◆ WHAT IS BEING ASKED:
Wherever "StatusCode" turns up in the entries, copy out the line that holds it.

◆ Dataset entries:
Start of Block
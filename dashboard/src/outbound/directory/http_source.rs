//! Reqwest-backed user directory adapter.
//!
//! This adapter owns transport details only: URL construction, timeout and
//! HTTP status mapping, and lenient JSON decoding into domain users.

use std::time::Duration;

use async_trait::async_trait;
use reqwest::{Client, StatusCode, Url};
use serde_json::Value;
use tracing::{debug, warn};

use super::dto::{UserDto, is_falsy};
use crate::domain::ports::{UserDirectorySource, UserDirectorySourceError};
use crate::domain::{User, UserIdentifier};

const DEFAULT_USER_AGENT: &str = "user-dashboard/0.1";
const USERS_SEGMENT: &str = "users";

/// Outbound identity for directory requests.
pub struct DirectoryHttpIdentity {
    /// HTTP user-agent sent upstream.
    pub user_agent: String,
}

impl Default for DirectoryHttpIdentity {
    fn default() -> Self {
        Self {
            user_agent: DEFAULT_USER_AGENT.to_owned(),
        }
    }
}

/// Directory adapter issuing `GET` requests below one base URL.
pub struct UserDirectoryHttpSource {
    client: Client,
    base_url: Url,
    user_agent: String,
}

impl UserDirectoryHttpSource {
    /// Build an adapter using a reqwest client with an explicit request timeout.
    /// ```rust,ignore
    /// let source = UserDirectoryHttpSource::new(base_url, Duration::from_secs(10))?;
    /// ```
    /// # Errors
    ///
    /// Returns an error when the reqwest client cannot be constructed.
    pub fn new(base_url: Url, timeout: Duration) -> Result<Self, reqwest::Error> {
        Self::with_identity(base_url, timeout, DirectoryHttpIdentity::default())
    }

    /// Build an adapter with an explicit outbound identity.
    ///
    /// # Errors
    ///
    /// Returns an error when the reqwest client cannot be constructed.
    pub fn with_identity(
        base_url: Url,
        timeout: Duration,
        identity: DirectoryHttpIdentity,
    ) -> Result<Self, reqwest::Error> {
        let client = Client::builder().timeout(timeout).build()?;
        Ok(Self {
            client,
            base_url,
            user_agent: identity.user_agent,
        })
    }

    async fn get_json(&self, url: Url) -> Result<Value, UserDirectorySourceError> {
        let response = self
            .client
            .get(url)
            .header(reqwest::header::USER_AGENT, self.user_agent.as_str())
            .header(reqwest::header::ACCEPT, "application/json")
            .send()
            .await
            .map_err(map_transport_error)?;

        let status = response.status();
        let body = response.bytes().await.map_err(map_transport_error)?;
        if !status.is_success() {
            return Err(map_status_error(status, body.as_ref()));
        }
        serde_json::from_slice(body.as_ref()).map_err(|error| {
            UserDirectorySourceError::decode(format!("invalid directory JSON payload: {error}"))
        })
    }
}

#[async_trait]
impl UserDirectorySource for UserDirectoryHttpSource {
    async fn fetch_users(&self) -> Result<Vec<User>, UserDirectorySourceError> {
        let result = match users_url(&self.base_url, None) {
            Ok(url) => self.get_json(url).await.and_then(parse_users),
            Err(error) => Err(error),
        };
        match &result {
            Ok(users) => debug!(count = users.len(), "fetched user collection"),
            Err(error) => warn!(%error, "user collection fetch failed"),
        }
        result
    }

    async fn fetch_user(
        &self,
        identifier: &UserIdentifier,
    ) -> Result<Option<User>, UserDirectorySourceError> {
        let result = match users_url(&self.base_url, Some(identifier)) {
            Ok(url) => self.get_json(url).await.map(parse_user),
            Err(error) => Err(error),
        };
        match &result {
            Ok(user) => debug!(%identifier, found = user.is_some(), "fetched user record"),
            Err(error) => warn!(%identifier, %error, "user record fetch failed"),
        }
        result
    }
}

/// `{base}/users` or `{base}/users/{identifier}`, with the identifier
/// percent-encoded as a single segment.
fn users_url(
    base_url: &Url,
    identifier: Option<&UserIdentifier>,
) -> Result<Url, UserDirectorySourceError> {
    let mut url = base_url.clone();
    {
        let mut segments = url.path_segments_mut().map_err(|()| {
            UserDirectorySourceError::invalid_request(format!(
                "base URL cannot carry a path: {base_url}"
            ))
        })?;
        segments.pop_if_empty().push(USERS_SEGMENT);
        if let Some(identifier) = identifier {
            segments.push(identifier.as_str());
        }
    }
    Ok(url)
}

fn parse_users(body: Value) -> Result<Vec<User>, UserDirectorySourceError> {
    let Value::Array(elements) = body else {
        return Err(UserDirectorySourceError::decode(
            "expected a JSON array of users",
        ));
    };
    Ok(elements
        .into_iter()
        .map(|element| UserDto::from_value(element).into_domain())
        .collect())
}

fn parse_user(body: Value) -> Option<User> {
    if is_falsy(&body) {
        None
    } else {
        Some(UserDto::from_value(body).into_domain())
    }
}

fn map_transport_error(error: reqwest::Error) -> UserDirectorySourceError {
    if error.is_timeout() {
        UserDirectorySourceError::timeout(error.to_string())
    } else {
        UserDirectorySourceError::transport(error.to_string())
    }
}

fn map_status_error(status: StatusCode, body: &[u8]) -> UserDirectorySourceError {
    let body_preview = body_preview(body);
    let message = if body_preview.is_empty() {
        status.canonical_reason().unwrap_or_default().to_owned()
    } else {
        body_preview
    };
    // 408 and 504 stay status failures; `Timeout` is reserved for the client deadline.
    UserDirectorySourceError::status(status.as_u16(), message)
}

fn body_preview(body: &[u8]) -> String {
    const PREVIEW_CHAR_LIMIT: usize = 160;

    let compact = String::from_utf8_lossy(body)
        .split_whitespace()
        .collect::<Vec<_>>()
        .join(" ");
    let preview = compact.chars().take(PREVIEW_CHAR_LIMIT).collect::<String>();
    if compact.chars().count() > PREVIEW_CHAR_LIMIT {
        format!("{preview}...")
    } else {
        preview
    }
}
End of Block
◆ RESPONSE:
use reqwest::{Client, StatusCode, Url};
fn map_status_error(status: StatusCode, body: &[u8]) -> UserDirectorySourceError {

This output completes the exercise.